# What the task requires
Print, exactly as they appear in the listing below, the lines from the line with "assert_eq!(record.telemetry_seq_expected, 1);" to the line with "let second = events.recv().await.unwrap();", with both end lines kept.

*** Opening Records for the task ***

// Copyright (c) Microsoft Corporation.
// Licensed under the MIT License.

//! Errors raised by the INTEGRATION broker and its adapters.

use thiserror::Error;

/// Error raised by an [`crate::adapter::Adapter`] or [`crate::broker::IntegrationBroker`]
/// operation.
#[derive(Debug, Error)]
#[error(transparent)]
pub struct IntegrationError(#[from] IntegrationErrorKind);

impl IntegrationError {
    /// True iff this is a [`IntegrationErrorKind::NotFound`].
    #[must_use]
    pub fn is_not_found(&self) -> bool {
        matches!(self.0, IntegrationErrorKind::NotFound { .. })
    }
}

/// Kinds of [`IntegrationError`] (spec.md §4.11 failure semantics).
#[derive(Debug, Error)]
pub enum IntegrationErrorKind {
    /// No adapter owns `device_id`.
    #[error("unknown device: {device_id}")]
    NotFound {
        /// The device id that no adapter recognized.
        device_id: String,
    },
    /// The adapter owning `device_id` is not currently reachable.
    #[error("adapter unavailable for device {device_id}")]
    AdapterUnavailable {
        /// The device id whose adapter is unreachable.
        device_id: String,
    },
    /// A supplied parameter failed validation against the device's description.
    #[error("invalid parameter {name}: {reason}")]
    InvalidParam {
        /// The offending parameter's name.
        name: String,
        /// Human-readable rejection reason.
        reason: String,
    },
    /// The underlying command dispatch failed (publish error, or no response within timeout).
    #[error("command dispatch failed: {0}")]
    Dispatch(String),
}
use crate::connection_settings::BrokerConnectionSettings;
use crate::control_packet::{
    Publish, PublishProperties, QoS, SubscribeProperties, UnsubscribeProperties,
};
use crate::error::{AckError, ConnectionError, PublishError, PublishErrorKind};
use crate::interface::{
    AckToken, CompletionToken, Event, Incoming, ManagedClient, MqttAck, MqttDisconnect,
    MqttEventLoop, MqttPubSub, PubReceiver,
};
use crate::rumqttc_adapter as adapter;
use crate::topic::{TopicFilter, TopicParseError};
use dispatcher::IncomingPublishDispatcher;
use reconnect_policy::{ExponentialBackoffWithJitter, ReconnectPolicy};

/// Error type for [`BrokerSession`]. The kind of error is specified by [`SessionErrorKind`].
#[derive(Debug, Error)]
#[error(transparent)]
pub struct SessionError(#[from] SessionErrorKind);

/// Error kind for [`SessionError`].
#[derive(Error, Debug)]
pub enum SessionErrorKind {
    /// Invalid configuration options provided to the [`BrokerSession`].
    #[error("invalid configuration: {0}")]
    ConfigError(#[from] adapter::ConnectionSettingsAdapterError),
    /// MQTT session was lost: the broker did not report the session as present after a reconnect.
    #[error("session state not present on broker after reconnect")]
    SessionLost,
    /// MQTT session ended due to an unrecoverable connection error.
    #[error(transparent)]
    ConnectionError(#[from] ConnectionError),
    /// Reconnect attempts were halted by the reconnect policy, ending the session.
    #[error("reconnection halted by reconnect policy")]
    ReconnectHalted,
    /// A force exit was requested while reconnect attempts were in progress.
    #[error("session exit forced during reconnect backoff")]
    ForceExit,
    /// The session ended up in an invalid state.
    #[error("{0}")]
    InvalidState(String),
}
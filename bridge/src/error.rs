// Copyright (c) Microsoft Corporation.
// Licensed under the MIT License.

//! Errors raised by the durable-stream bridge.

use thiserror::Error;

/// Error raised constructing or driving a [`crate::producer::StreamProducer`].
#[derive(Debug, Error)]
#[error(transparent)]
pub struct BridgeError(#[from] BridgeErrorKind);

/// Kinds of [`BridgeError`].
#[derive(Debug, Error)]
pub enum BridgeErrorKind {
    /// The producer's client configuration was invalid.
    #[error("invalid producer configuration: {0}")]
    Config(String),
    /// The producer failed to deliver a record to the stream.
    #[error("failed to publish to stream topic {topic}: {reason}")]
    Publish {
        /// Destination stream topic.
        topic: String,
        /// Producer-reported failure reason.
        reason: String,
    },
}
/// Validates and applies a `configure` command's settings against the device's loaded
/// description (C10). Kept as an injected trait so this crate does not depend on
/// `sparkmesh_description`; the device-agent binary supplies the concrete implementation.
pub trait ConfigApplier: Send {
    /// Apply `settings`, returning the effective configuration on success or a reason on
    /// rejection.
    fn apply(&mut self, settings: &BTreeMap<String, JsonValue>) -> Result<JsonValue, String>;

    /// The device's current effective configuration, for `get_configuration`.
    fn effective_configuration(&self) -> JsonValue;
}

/// Handles domain-specific semantic operation commands (`trip`, `close`, `reset`, ...) that
/// are not one of the built-in verbs.
pub trait SemanticCommandHandler: Send {
    /// Execute `verb` with `parameters`, returning a result value or an error reason.
    fn handle(&mut self, verb: &str, parameters: &BTreeMap<String, JsonValue>) -> Result<JsonValue, String>;
}

/// Static configuration for one device's MGMT engine.
#[derive(Debug, Clone, Builder)]
#[builder(pattern = "owned", setter(into))]
pub struct DeviceMgmtConfig {
    /// Topic prefix, e.g. `lwm2m`.
    pub prefix: String,
    /// Device id.
    pub device_id: String,
    /// Declared endpoint name.
    pub endpoint: String,
    /// Declared lifetime, seconds.
    pub lifetime_s: u64,
    /// Protocol version string.
    #[builder(default = "\"1.2\".to_string()")]
    pub protocol_version: String,
    /// Binding mode.
    #[builder(default = "\"UQ\".to_string()")]
    pub binding_mode: String,
    /// Interval between periodic update firings.
    pub update_interval: Duration,
    /// Whether to batch updates as bulk operations rather than single updates.
    #[builder(default)]
    pub bulk_mode: bool,
    /// Bulk-mode batch size.
    #[builder(default = "DEFAULT_BULK_SIZE")]
    pub bulk_size: usize,
    /// Bulk-mode flush interval.
    #[builder(default = "DEFAULT_BULK_INTERVAL")]
    pub bulk_interval: Duration,
}

/// The device-side MGMT engine.
pub struct DeviceMgmt<P: MqttPubSub> {
    pub_sub: P,
    config: DeviceMgmtConfig,
    objects: ObjectTree,
    pending_bulk: Vec<BulkOperation>,
}

impl<P: MqttPubSub + Send + Sync> DeviceMgmt<P> {
    /// Construct a new engine over the given initial object tree.
    pub fn new(pub_sub: P, config: DeviceMgmtConfig, objects: ObjectTree) -> Self {
        Self {
            pub_sub,
            config,
            objects,
            pending_bulk: Vec::new(),
        }
    }

    fn topic(&self, verb: &str) -> String {
        format!("{}/{}/{verb}", self.config.prefix, self.config.device_id)
    }

    fn topic_sub(&self, verb: &str, sub: &str) -> String {
        format!("{}/{}/{verb}/{sub}", self.config.prefix, self.config.device_id)
    }

    /// Publish the registration document. Fire-and-acknowledge: liveness is established by a
    /// successful broker publish, not a response message.
    ///
    /// # Errors
    /// Returns [`MgmtError`] if the publish itself fails.
    pub async fn register(&mut self) -> Result<(), MgmtError> {
        let message = RegistrationMessage {
            endpoint: self.config.endpoint.clone(),
            lifetime_s: self.config.lifetime_s,
            protocol_version: self.config.protocol_version.clone(),
            binding_mode: self.config.binding_mode.clone(),
            objects: self.objects.clone(),
        };
        let payload = serde_json::to_vec(&message)
            .map_err(|e| MgmtErrorKind::Malformed(e.to_string()))?;
        self.pub_sub
            .publish(self.topic("reg"), QoS::AtLeastOnce, false, payload)
            .await
            .map_err(|e| MgmtErrorKind::Publish("registration", e.to_string()))?;
        Ok(())
    }

    /// Apply `ops` to the local object tree and emit them per the configured mode: a full
    /// update immediately in single-update mode, or accumulated (and flushed at `bulk_size`)
    /// in bulk mode.
    ///
    /// # Errors
    /// Returns [`MgmtError`] if a publish triggered by this call fails.
    pub async fn apply_operations(&mut self, ops: Vec<BulkOperation>) -> Result<(), MgmtError> {
        for op in &ops {
            self.objects
                .entry(op.object_id)
                .or_default()
                .entry(op.instance_id)
                .or_default()
                .insert(op.resource_id, op.value.clone());
        }

        if self.config.bulk_mode {
            self.pending_bulk.extend(ops);
            if self.pending_bulk.len() >= self.config.bulk_size {
                self.flush_bulk().await?;
            }
            Ok(())
        } else {
            self.publish_single_update().await
        }
    }

    async fn publish_single_update(&mut self) -> Result<(), MgmtError> {
        let payload =
            serde_json::to_vec(&self.objects).map_err(|e| MgmtErrorKind::Malformed(e.to_string()))?;
        self.pub_sub
            .publish(self.topic("update"), QoS::AtMostOnce, false, payload)
            .await
            .map_err(|e| MgmtErrorKind::Publish("update", e.to_string()))?;
        Ok(())
    }

    /// Flush any pending bulk operations as one envelope, preserving their original order.
    /// A no-op if nothing is pending. Called both when the batch reaches `bulk_size` and when
    /// `bulk_interval` elapses, per §4.6.
    ///
    /// # Errors
    /// Returns [`MgmtError`] if the publish fails.
    pub async fn flush_bulk(&mut self) -> Result<(), MgmtError> {
        if self.pending_bulk.is_empty() {
            return Ok(());
        }
        let bulk_operations = std::mem::take(&mut self.pending_bulk);
        let envelope = BulkEnvelope {
            bulk_size: bulk_operations.len(),
            bulk_operations,
            device_id: self.config.device_id.clone(),
            timestamp: now_ms(),
        };
        let payload =
            serde_json::to_vec(&envelope).map_err(|e| MgmtErrorKind::Malformed(e.to_string()))?;
        self.pub_sub
            .publish(self.topic("bulk"), QoS::AtMostOnce, false, payload)
            .await
            .map_err(|e| MgmtErrorKind::Publish("bulk", e.to_string()))?;
        Ok(())
    }

    /// Number of operations currently buffered awaiting a bulk flush.
    #[must_use]
    pub fn pending_bulk_count(&self) -> usize {
        self.pending_bulk.len()
    }

    /// Dispatch an inbound command (received on `<prefix>/<id>/cmd/<verb>`) and publish the
    /// corresponding response.
    ///
    /// # Errors
    /// Returns [`MgmtError`] only if publishing the response itself fails; command-level
    /// failures are reported as an `Error`-status [`ResponseEnvelope`], not an `Err`.
    pub async fn dispatch_command(
        &mut self,
        verb: &str,
        cmd: CommandEnvelope,
        config_applier: Option<&mut dyn ConfigApplier>,
        semantic_handler: Option<&mut dyn SemanticCommandHandler>,
    ) -> Result<(), MgmtError> {
        let (response_sub, response) = match verb {
            "read" => ("read", self.handle_read(&cmd)),
            "write" => ("write", self.handle_write(&cmd)),
            "execute" => {
                let result = semantic_handler
                    .map(|h| h.handle("execute", &cmd.parameters))
                    .unwrap_or_else(|| Err("no handler registered for execute".to_string()));
                ("execute", to_response(&cmd, result))
            }
            "configure" => {
                let result = config_applier
                    .map(|a| a.apply(&cmd.parameters))
                    .unwrap_or_else(|| Err("no description loaded to validate configure".to_string()));
                self.publish_effective_config(&cmd, config_applier_result_ok(&result)).await?;
                ("configure", to_response(&cmd, result))
            }
            "get_configuration" => {
                let effective = config_applier
                    .map(|a| a.effective_configuration())
                    .unwrap_or(JsonValue::Null);
                self.publish_effective_config(&cmd, Some(effective.clone())).await?;
                ("get_configuration", ResponseEnvelope::ok(&cmd.correlation_id, effective))
            }
            other => {
                let result = semantic_handler
                    .map(|h| h.handle(other, &cmd.parameters))
                    .unwrap_or_else(|| Err(format!("unrecognized verb: {other}")));
                (other, to_response(&cmd, result))
            }
        };

        let payload =
            serde_json::to_vec(&response).map_err(|e| MgmtErrorKind::Malformed(e.to_string()))?;
        self.pub_sub
            .publish(self.topic_sub("resp", response_sub), QoS::AtLeastOnce, false, payload)
            .await
            .map_err(|e| MgmtErrorKind::Publish("command response", e.to_string()))?;
        Ok(())
    }

    fn handle_read(&self, cmd: &CommandEnvelope) -> ResponseEnvelope {
        match resource_path(&cmd.parameters) {
            Some((object_id, instance_id, resource_id)) => {
                let value = self
                    .objects
                    .get(&object_id)
                    .and_then(|instances| instances.get(&instance_id))
                    .and_then(|resources| resources.get(&resource_id))
                    .cloned();
                match value {
                    Some(v) => ResponseEnvelope::ok(&cmd.correlation_id, v),
                    None => ResponseEnvelope::err(&cmd.correlation_id, "resource not found"),
                }
            }
            None => ResponseEnvelope::err(&cmd.correlation_id, "missing object/instance/resource id"),
        }
    }

    fn handle_write(&mut self, cmd: &CommandEnvelope) -> ResponseEnvelope {
        match resource_path(&cmd.parameters) {
            Some((object_id, instance_id, resource_id)) => {
                let Some(value) = cmd.parameters.get("value").cloned() else {
                    return ResponseEnvelope::err(&cmd.correlation_id, "missing value");
                };
                self.objects
                    .entry(object_id)
                    .or_default()
                    .entry(instance_id)
                    .or_default()
                    .insert(resource_id, value);
                ResponseEnvelope::ok(&cmd.correlation_id, JsonValue::Bool(true))
            }
            None => ResponseEnvelope::err(&cmd.correlation_id, "missing object/instance/resource id"),
        }
    }

    async fn publish_effective_config(
        &self,
        cmd: &CommandEnvelope,
        effective: Option<JsonValue>,
    ) -> Result<(), MgmtError> {
        let Some(effective) = effective else {
            return Ok(());
        };
        let payload = serde_json::to_vec(&serde_json::json!({
            "device_id": self.config.device_id,
            "correlation_id": cmd.correlation_id,
            "effective": effective,
        }))
        .map_err(|e| MgmtErrorKind::Malformed(e.to_string()))?;
        self.pub_sub
            .publish(self.topic("config"), QoS::AtLeastOnce, false, payload)
            .await
            .map_err(|e| MgmtErrorKind::Publish("config", e.to_string()))?;
        Ok(())
    }
}
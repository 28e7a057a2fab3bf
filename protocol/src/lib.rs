// Copyright (c) Microsoft Corporation.
// Licensed under the MIT License.

#![warn(missing_docs)]
#![allow(clippy::result_large_err)]

//! Message-level substrate for the sparkmesh dual-path telemetry fabric: the
//! binary metric codec and topic grammar, and the device-side/host-side
//! TELEMETRY and MGMT protocol engines built on top of them.

pub mod mgmt;
pub mod metric;
pub mod telemetry;
pub mod topic;

#[macro_use]
extern crate derive_builder;

#[doc = include_str!("../README.md")]
#[cfg(doctest)]
struct ReadmeDoctests;
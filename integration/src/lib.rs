// Copyright (c) Microsoft Corporation.
// Licensed under the MIT License.

#![warn(missing_docs)]

//! Protocol-agnostic INTEGRATION broker facade (C11): routes
//! `DiscoverDevices`/`GetDeviceParameters`/`SetDeviceParameters`/`SendDeviceCommand`/
//! `GetDeviceConfiguration`/`ParseDescriptionWritableParameters` to whichever registered
//! [`adapter::Adapter`] owns the target device.

pub mod adapter;
pub mod broker;
pub mod error;
pub mod model;

pub use adapter::{Adapter, SparkmeshAdapter};
pub use broker::{IntegrationBroker, StrictMode};
pub use error::IntegrationError;
pub use model::{DeviceSummary, RejectedParam, SetParametersOutcome, WritableParameters};

//----------------------------------------------------------------------

/// Include the README doc on a struct when running doctests to validate that the code in the
/// README can compile to verify that it has not rotted.
#[doc = include_str!("../README.md")]
#[cfg(doctest)]
struct ReadmeDoctests;
// Copyright (c) Microsoft Corporation.
// Licensed under the MIT License.

#![warn(missing_docs)]

//! Unified device registry and event fan-out (C8).
//!
//! Merges what the host-side TELEMETRY engine ([`sparkmesh_protocol::telemetry::host`]) and
//! MGMT engine ([`sparkmesh_protocol::mgmt::host`]) each know about a device into one
//! [`record::DeviceRecord`], and republishes every mutating transition on a bounded,
//! drop-oldest [`event::Event`] stream for the durable-stream bridge (C9) and other consumers
//! to drain independently of the registry's write path.

mod actor;
pub mod error;
pub mod event;
mod handle;
pub mod record;

pub use error::{RegistryError, RegistryErrorKind};
pub use event::{AllEvents, Event, EventFilter, EventKind, ForDevice};
pub use handle::{DeviceFilter, Registry, RegistryConfig, RegistryHandle, DEFAULT_EVENT_QUEUE_CAPACITY};
pub use record::{Capability, DeviceRecord, ExpectedPaths, MetricSnapshot, Status};

#[doc = include_str!("../README.md")]
#[cfg(doctest)]
struct ReadmeDoctests;

#[cfg(test)]
mod tests {
    use std::collections::BTreeMap;

    use sparkmesh_protocol::metric::{DataType, Value};
    use test_case::test_case;

    use super::*;

    fn metric(value: i64) -> MetricSnapshot {
        MetricSnapshot {
            value: Value::Int64(value),
            datatype: DataType::Int64,
            timestamp: 1_000,
        }
    }

    #[tokio::test]
    async fn unregistered_device_starts_unknown_and_absent() {
        let (registry, task) = Registry::spawn(RegistryConfig::default());
        let _driver = tokio::spawn(task);

        assert_eq!(registry.get("widget-1").await.unwrap(), None);
    }

    #[tokio::test]
    async fn birth_registers_and_emits_device_registered_and_birth() {
        let (registry, task) = Registry::spawn(RegistryConfig::default());
        let _driver = tokio::spawn(task);
        let mut events = registry.subscribe_events();

        let mut metrics = BTreeMap::new();
        metrics.insert("temp_c".to_string(), metric(21));
        registry
            .apply_telemetry_birth("widget-1", Some("thermostat".into()), None, 1_000, metrics)
            .await
            .unwrap();

        let record = registry.get("widget-1").await.unwrap().unwrap();
        assert_eq!(record.status, Status::Stale); // mgmt path still Unknown, telemetry Online
        assert_eq!(record.registered_at, Some(1_000));
        assert_eq!(record.telemetry_seq_expected, 1);

        let first = events.recv().await.unwrap();
        assert!(matches!(first.kind, EventKind::DeviceRegistered));
        let second = events.recv().await.unwrap();
        assert!(matches!(second.kind, EventKind::TelemetryBirth));
    }

    #[tokio::test]
    async fn birth_replaces_metric_schema_rather_than_merging() {
        let (registry, task) = Registry::spawn(RegistryConfig::default());
        let _driver = tokio::spawn(task);

        let mut first = BTreeMap::new();
        first.insert("temp_c".to_string(), metric(21));
        first.insert("humidity".to_string(), metric(40));
        registry
            .apply_telemetry_birth("widget-1", None, None, 1_000, first)
            .await
            .unwrap();

        let mut rebirth = BTreeMap::new();
        rebirth.insert("temp_c".to_string(), metric(22));
        registry
            .apply_telemetry_birth("widget-1", None, None, 2_000, rebirth)
            .await
            .unwrap();

        let record = registry.get("widget-1").await.unwrap().unwrap();
        assert_eq!(record.telemetry_metrics.len(), 1);
        assert!(!record.telemetry_metrics.contains_key("humidity"));
    }

    #[tokio::test]
    async fn both_paths_online_yields_overall_online() {
        let (registry, task) = Registry::spawn(RegistryConfig::default());
        let _driver = tokio::spawn(task);

        let mut metrics = BTreeMap::new();
        metrics.insert("temp_c".to_string(), metric(21));
        registry
            .apply_telemetry_birth("widget-1", None, None, 1_000, metrics)
            .await
            .unwrap();
        registry
            .apply_mgmt_registered("widget-1", 3_600, Default::default(), 1_000)
            .await
            .unwrap();

        let record = registry.get("widget-1").await.unwrap().unwrap();
        assert_eq!(record.status, Status::Online);
    }

    #[tokio::test]
    async fn path_not_expected_does_not_hold_status_back() {
        let (registry, task) = Registry::spawn(RegistryConfig::default());
        let _driver = tokio::spawn(task);

        registry
            .set_expected_paths(
                "widget-1",
                ExpectedPaths {
                    telemetry: true,
                    mgmt: false,
                },
            )
            .await
            .unwrap();
        let mut metrics = BTreeMap::new();
        metrics.insert("temp_c".to_string(), metric(21));
        registry
            .apply_telemetry_birth("widget-1", None, None, 1_000, metrics)
            .await
            .unwrap();

        let record = registry.get("widget-1").await.unwrap().unwrap();
        assert_eq!(record.status, Status::Online);
    }

    #[test_case(true; "birth observed")]
    #[test_case(false; "registration observed")]
    #[tokio::test]
    async fn death_or_expiry_marks_offline_regardless_of_which_path(birth_first: bool) {
        let (registry, task) = Registry::spawn(RegistryConfig::default());
        let _driver = tokio::spawn(task);

        if birth_first {
            let mut metrics = BTreeMap::new();
            metrics.insert("temp_c".to_string(), metric(21));
            registry
                .apply_telemetry_birth("widget-1", None, None, 1_000, metrics)
                .await
                .unwrap();
            registry.apply_telemetry_death("widget-1", 2_000).await.unwrap();
        } else {
            registry
                .apply_mgmt_registered("widget-1", 3_600, Default::default(), 1_000)
                .await
                .unwrap();
            registry.apply_mgmt_lifetime_stale("widget-1", 2_000).await.unwrap();
            registry.apply_mgmt_lifetime_expired("widget-1", 3_000).await.unwrap();
        }

        let record = registry.get("widget-1").await.unwrap().unwrap();
        assert_eq!(record.status, Status::Offline);
    }

    #[tokio::test]
    async fn sequence_gap_marks_stale_without_clearing_metrics() {
        let (registry, task) = Registry::spawn(RegistryConfig::default());
        let _driver = tokio::spawn(task);

        let mut metrics = BTreeMap::new();
        metrics.insert("temp_c".to_string(), metric(21));
        registry
            .apply_telemetry_birth("widget-1", None, None, 1_000, metrics)
            .await
            .unwrap();
        registry.apply_telemetry_gap("widget-1", 2_000).await.unwrap();

        let record = registry.get("widget-1").await.unwrap().unwrap();
        assert_eq!(record.status, Status::Stale);
        assert!(record.telemetry_metrics.contains_key("temp_c"));
    }

    #[tokio::test]
    async fn command_error_response_trips_the_device() {
        let (registry, task) = Registry::spawn(RegistryConfig::default());
        let _driver = tokio::spawn(task);

        registry
            .apply_mgmt_registered("widget-1", 3_600, Default::default(), 1_000)
            .await
            .unwrap();
        registry
            .apply_command_response(
                "widget-1",
                2_000,
                "corr-1",
                sparkmesh_protocol::mgmt::ResponseStatus::Error,
            )
            .await
            .unwrap();

        let record = registry.get("widget-1").await.unwrap().unwrap();
        assert_eq!(record.status, Status::Tripped);

        // Tripped status is sticky: further telemetry activity does not clear it on its own.
        let mut metrics = BTreeMap::new();
        metrics.insert("temp_c".to_string(), metric(21));
        registry
            .apply_telemetry_birth("widget-1", None, None, 3_000, metrics)
            .await
            .unwrap();
        let record = registry.get("widget-1").await.unwrap().unwrap();
        assert_eq!(record.status, Status::Tripped);
    }

    #[tokio::test]
    async fn list_filters_by_status_and_device_type() {
        let (registry, task) = Registry::spawn(RegistryConfig::default());
        let _driver = tokio::spawn(task);

        let mut metrics = BTreeMap::new();
        metrics.insert("temp_c".to_string(), metric(21));
        registry
            .apply_telemetry_birth("widget-1", Some("thermostat".into()), None, 1_000, metrics.clone())
            .await
            .unwrap();
        registry
            .apply_telemetry_birth("widget-2", Some("valve".into()), None, 1_000, metrics)
            .await
            .unwrap();
        registry.apply_telemetry_death("widget-2", 2_000).await.unwrap();

        let offline = registry.list(DeviceFilter::ByStatus(Status::Offline)).await.unwrap();
        assert_eq!(offline.len(), 1);
        assert_eq!(offline[0].device_id, "widget-2");

        let thermostats = registry
            .list(DeviceFilter::ByDeviceType("thermostat".into()))
            .await
            .unwrap();
        assert_eq!(thermostats.len(), 1);
        assert_eq!(thermostats[0].device_id, "widget-1");

        let all = registry.list(DeviceFilter::All).await.unwrap();
        assert_eq!(all.len(), 2);
    }

    #[tokio::test]
    async fn capabilities_are_attached_independently_of_telemetry_or_mgmt() {
        let (registry, task) = Registry::spawn(RegistryConfig::default());
        let _driver = tokio::spawn(task);

        let mut capabilities = BTreeMap::new();
        capabilities.insert(
            "temp_c".to_string(),
            Capability {
                metric_type: "Double".to_string(),
                units: Some("celsius".to_string()),
                range: Some((-40.0, 125.0)),
            },
        );
        registry.set_capabilities("widget-1", capabilities).await.unwrap();

        let record = registry.get("widget-1").await.unwrap().unwrap();
        assert_eq!(record.capabilities.len(), 1);
        assert_eq!(record.status, Status::Unknown);
    }

    #[tokio::test]
    async fn slow_subscriber_sees_lagged_rather_than_blocking_the_registry() {
        let (registry, task) = Registry::spawn(RegistryConfig {
            event_queue_capacity: 2,
            command_queue_capacity: 16,
        });
        let _driver = tokio::spawn(task);
        let mut events = registry.subscribe_events();

        for i in 0..5u64 {
            let mut metrics = BTreeMap::new();
            metrics.insert("temp_c".to_string(), metric(i as i64));
            registry
                .apply_telemetry_birth("widget-1", None, None, i, metrics)
                .await
                .unwrap();
        }

        // The producer never blocked despite nobody draining promptly; the receiver now
        // observes a lag rather than an unbounded backlog.
        let err = events.recv().await.unwrap_err();
        assert!(matches!(err, tokio::sync::broadcast::error::RecvError::Lagged(_)));
    }

    #[tokio::test]
    async fn dropped_handle_eventually_ends_the_actor_task() {
        let (registry, task) = Registry::spawn(RegistryConfig::default());
        let driver = tokio::spawn(task);
        drop(registry);
        tokio_test::assert_ok!(driver.await);
    }
}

*** Closing Records for the task ***

# Written reply
        assert_eq!(record.telemetry_seq_expected, 1);

        let first = events.recv().await.unwrap();
        assert!(matches!(first.kind, EventKind::DeviceRegistered));
        let second = events.recv().await.unwrap();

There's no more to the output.